Security issues, regulation, reality dull AI hype

In the last year the tech world has seen some spectacular expectation resets on “revolutionary” technology. Social media has gone from a boon to democracy to a hellscape of mediocre and abusive content. Cryptocurrency and NFT swallowed more fortunes than they created and the Metaverse is little more than a money pit for Mark Zuckerberg. But no advancement changed in perception as fast as large language model (LLM) machine-learning systems.

The technology, in development for most of the past decade, rose rapidly in public attention in November 2022 when OpenAI announced the general availability of ChatGPT. By December both the negative/positive hype were popular in the media.

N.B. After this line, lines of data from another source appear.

//! Trend primitives: SMA, EMA, Wilder RSI, Wilder ADX.

use rust_decimal::Decimal;

use crate::market::Candle;

use super::volatility::true_range;

/// Simple moving average of the last `period` values.
#[must_use]
pub fn sma(values: &[Decimal], period: usize) -> Decimal {
    if period == 0 || values.len() < period {
        return Decimal::ZERO;
    }
    let window = &values[values.len() - period..];
    window.iter().sum::<Decimal>() / Decimal::from(period as u64)
}

/// Exponential moving average seeded with the SMA of the first `period`
/// values, then smoothed with `alpha = 2 / (period + 1)`.
#[must_use]
pub fn ema(values: &[Decimal], period: usize) -> Decimal {
    if period == 0 || values.len() < period {
        return Decimal::ZERO;
    }
    let period_dec = Decimal::from(period as u64);
    let alpha = Decimal::TWO / (period_dec + Decimal::ONE);
    let mut value = values[..period].iter().sum::<Decimal>() / period_dec;
    for v in &values[period..] {
        value = (*v - value) * alpha + value;
    }
    value
}

/// Wilder's Relative Strength Index over closing values.
///
/// Average gain/loss seeded with the SMA of the first `period` moves, then
/// Wilder-smoothed. A loss-free window saturates at 100.
#[must_use]
pub fn rsi(values: &[Decimal], period: usize) -> Decimal {
    if period == 0 || values.len() < period + 1 {
        return Decimal::ZERO;
    }
    let period_dec = Decimal::from(period as u64);
    let moves: Vec<Decimal> = values.windows(2).map(|w| w[1] - w[0]).collect();

    let mut avg_gain = moves[..period]
        .iter()
        .map(|m| m.max(&Decimal::ZERO))
        .sum::<Decimal>()
        / period_dec;
    let mut avg_loss = moves[..period]
        .iter()
        .map(|m| (-*m).max(Decimal::ZERO))
        .sum::<Decimal>()
        / period_dec;

    for m in &moves[period..] {
        let gain = m.max(&Decimal::ZERO);
        let loss = (-*m).max(Decimal::ZERO);
        avg_gain = (avg_gain * (period_dec - Decimal::ONE) + gain) / period_dec;
        avg_loss = (avg_loss * (period_dec - Decimal::ONE) + loss) / period_dec;
    }

    if avg_loss.is_zero() {
        return Decimal::ONE_HUNDRED;
    }
    let rs = avg_gain / avg_loss;
    Decimal::ONE_HUNDRED - Decimal::ONE_HUNDRED / (Decimal::ONE + rs)
}

/// Wilder's Average Directional Index.
///
/// +DM/-DM/TR are Wilder-smoothed over `period`, the DI pair derives a DX
/// series, and ADX is the Wilder-smoothed DX. Needs `2 * period + 1` candles
/// for one fully smoothed value.
#[must_use]
pub fn adx(candles: &[Candle], period: usize) -> Decimal {
    if period == 0 || candles.len() < 2 * period + 1 {
        return Decimal::ZERO;
    }
    let period_dec = Decimal::from(period as u64);

    let mut plus_dm = Vec::with_capacity(candles.len() - 1);
    let mut minus_dm = Vec::with_capacity(candles.len() - 1);
    let mut trs = Vec::with_capacity(candles.len() - 1);
    for w in candles.windows(2) {
        let up = w[1].high - w[0].high;
        let down = w[0].low - w[1].low;
        plus_dm.push(if up > down && up > Decimal::ZERO {
            up
        } else {
            Decimal::ZERO
        });
        minus_dm.push(if down > up && down > Decimal::ZERO {
            down
        } else {
            Decimal::ZERO
        });
        trs.push(true_range(&w[1], &w[0]));
    }

    // Wilder running sums: seed with the plain sum of the first period,
    // then smoothed_k = smoothed_{k-1} - smoothed_{k-1}/period + x_k.
    let mut sm_plus = plus_dm[..period].iter().sum::<Decimal>();
    let mut sm_minus = minus_dm[..period].iter().sum::<Decimal>();
    let mut sm_tr = trs[..period].iter().sum::<Decimal>();

    let mut dx_values = Vec::new();
    dx_values.push(dx(sm_plus, sm_minus, sm_tr));

    for i in period..trs.len() {
        sm_plus = sm_plus - sm_plus / period_dec + plus_dm[i];
        sm_minus = sm_minus - sm_minus / period_dec + minus_dm[i];
        sm_tr = sm_tr - sm_tr / period_dec + trs[i];
        dx_values.push(dx(sm_plus, sm_minus, sm_tr));
    }

    if dx_values.len() < period {
        return Decimal::ZERO;
    }
    let mut adx_value = dx_values[..period].iter().sum::<Decimal>() / period_dec;
    for v in &dx_values[period..] {
        adx_value = (adx_value * (period_dec - Decimal::ONE) + v) / period_dec;
    }
    adx_value
}

fn dx(sm_plus: Decimal, sm_minus: Decimal, sm_tr: Decimal) -> Decimal {
    if sm_tr.is_zero() {
        return Decimal::ZERO;
    }
    let plus_di = sm_plus / sm_tr * Decimal::ONE_HUNDRED;
    let minus_di = sm_minus / sm_tr * Decimal::ONE_HUNDRED;
    let di_sum = plus_di + minus_di;
    if di_sum.is_zero() {
        return Decimal::ZERO;
    }
    (plus_di - minus_di).abs() / di_sum * Decimal::ONE_HUNDRED
}
//! Per-symbol strategy state machine.
//!
//! The transition graph is encoded as data and enforced at a single choke
//! point; an illegal request leaves the machine untouched and is reported to
//! the caller, which decides whether to retry or force a reset.

use serde::{Deserialize, Serialize};
use thiserror::Error;
use tracing::warn;

/// Lifecycle states of the range-break-pullback setup.
#[derive(Debug, Clone, Copy, PartialEq, Eq, Hash, Serialize, Deserialize)]
pub enum StrategyState {
    Idle,
    RangeDefined,
    BreakoutDetected,
    WaitPullback,
    LimitOrderPlaced,
    InPosition,
    Exit,
    Reset,
}

impl std::fmt::Display for StrategyState {
    fn fmt(&self, f: &mut std::fmt::Formatter<'_>) -> std::fmt::Result {
        let name = match self {
            StrategyState::Idle => "IDLE",
            StrategyState::RangeDefined => "RANGE_DEFINED",
            StrategyState::BreakoutDetected => "BREAKOUT_DETECTED",
            StrategyState::WaitPullback => "WAIT_PULLBACK",
            StrategyState::LimitOrderPlaced => "LIMIT_ORDER_PLACED",
            StrategyState::InPosition => "IN_POSITION",
            StrategyState::Exit => "EXIT",
            StrategyState::Reset => "RESET",
        };
        write!(f, "{name}")
    }
}

/// Allowed successor states, the whole graph as data.
#[must_use]
pub fn allowed_transitions(from: StrategyState) -> &'static [StrategyState] {
    use StrategyState::*;
    match from {
        Idle => &[RangeDefined],
        RangeDefined => &[BreakoutDetected, Reset],
        BreakoutDetected => &[WaitPullback, Reset],
        WaitPullback => &[LimitOrderPlaced, Reset],
        LimitOrderPlaced => &[InPosition, Reset],
        InPosition => &[Exit, Reset],
        Exit => &[Reset],
        Reset => &[Idle],
    }
}

#[derive(Debug, Error, PartialEq, Eq)]
#[error("illegal transition {from} -> {to}")]
pub struct TransitionError {
    pub from: StrategyState,
    pub to: StrategyState,
}

/// State holder for one symbol; records when the current state was entered so
/// higher layers can enforce market-time timeouts.
#[derive(Debug, Clone)]
pub struct StateMachine {
    symbol: String,
    state: StrategyState,
    entered_at: i64,
}

impl StateMachine {
    #[must_use]
    pub fn new(symbol: impl Into<String>, now_ms: i64) -> Self {
        Self {
            symbol: symbol.into(),
            state: StrategyState::Idle,
            entered_at: now_ms,
        }
    }

    #[must_use]
    pub fn state(&self) -> StrategyState {
        self.state
    }

    /// Epoch-ms timestamp at which the current state was entered.
    #[must_use]
    pub fn entered_at(&self) -> i64 {
        self.entered_at
    }

    /// Market-time milliseconds spent in the current state.
    #[must_use]
    pub fn time_in_state(&self, now_ms: i64) -> i64 {
        now_ms.saturating_sub(self.entered_at)
    }

    /// Request a transition. Illegal requests are rejected without touching
    /// the machine and logged at warn level.
    pub fn transition(
        &mut self,
        to: StrategyState,
        now_ms: i64,
    ) -> Result<(), TransitionError> {
        if !allowed_transitions(self.state).contains(&to) {
            warn!(
                symbol = %self.symbol,
                from = %self.state,
                to = %to,
                "Rejected illegal state transition"
            );
            return Err(TransitionError {
                from: self.state,
                to,
            });
        }
        self.state = to;
        self.entered_at = now_ms;
        Ok(())
    }

    /// Drive the machine through RESET back to IDLE from any resettable
    /// state. A machine already in IDLE stays put.
    pub fn force_reset(&mut self, now_ms: i64) {
        if self.state == StrategyState::Idle {
            return;
        }
        if self.state != StrategyState::Reset {
            // Every non-idle state has a RESET edge.
            let _ = self.transition(StrategyState::Reset, now_ms);
        }
        let _ = self.transition(StrategyState::Idle, now_ms);
    }
}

By January 2023 legislative bodies around the world were discussing regulating it. In April, the CEO of OpenAI appeared before the US Congress practically begging for someone to stop them from creating a monster.

Honestly, the technology increases human productivity, but its ability to live up to expectations is severely tempered by three factors: The inability to do what proponents claim, a growing general distrust of technology companies, and the technological weaknesses that make it a security nightmare.

The latter concerns have been widely discussed even before “generative AI” became a household word. The National Security Commission on AI (NSCAI) completed a three-year study in 2021, issuing a 756-Page report that could be summarized in one of its sentences. “The threat is not theoretical. Adversarial attacks are happening and already impacting commercial ML systems.”

Adversarial methodologies

Adversarial machine learning is a branch of AI research rooted in the early 2000s to attempt to evade AI-powered email spam filters. An adversarial attack on an AI algorithm could introduce design flaws or install a back door to bypass the security measures of a system. In Not with a Bug but with a Sticker, (Wiley, 2023) Microsoft data science pioneers Ram Shankar and Dr. Hyrum Anderson said. “If a user can use your ML-powered system, they can replicate it. If they can replicate it, they can very much attack it.”

The semiconductor industry has been using AI in some form for decades and represents a more nuanced acceptance of the technology. Mike Borza, Principal Security Technologist at Synopsys said, “I think it’s not possible to say that you can stop (data corruption in AI) completely, but there’s a high probability it’ll be detected. Our data tend to be fairly well controlled and the AI is very private.”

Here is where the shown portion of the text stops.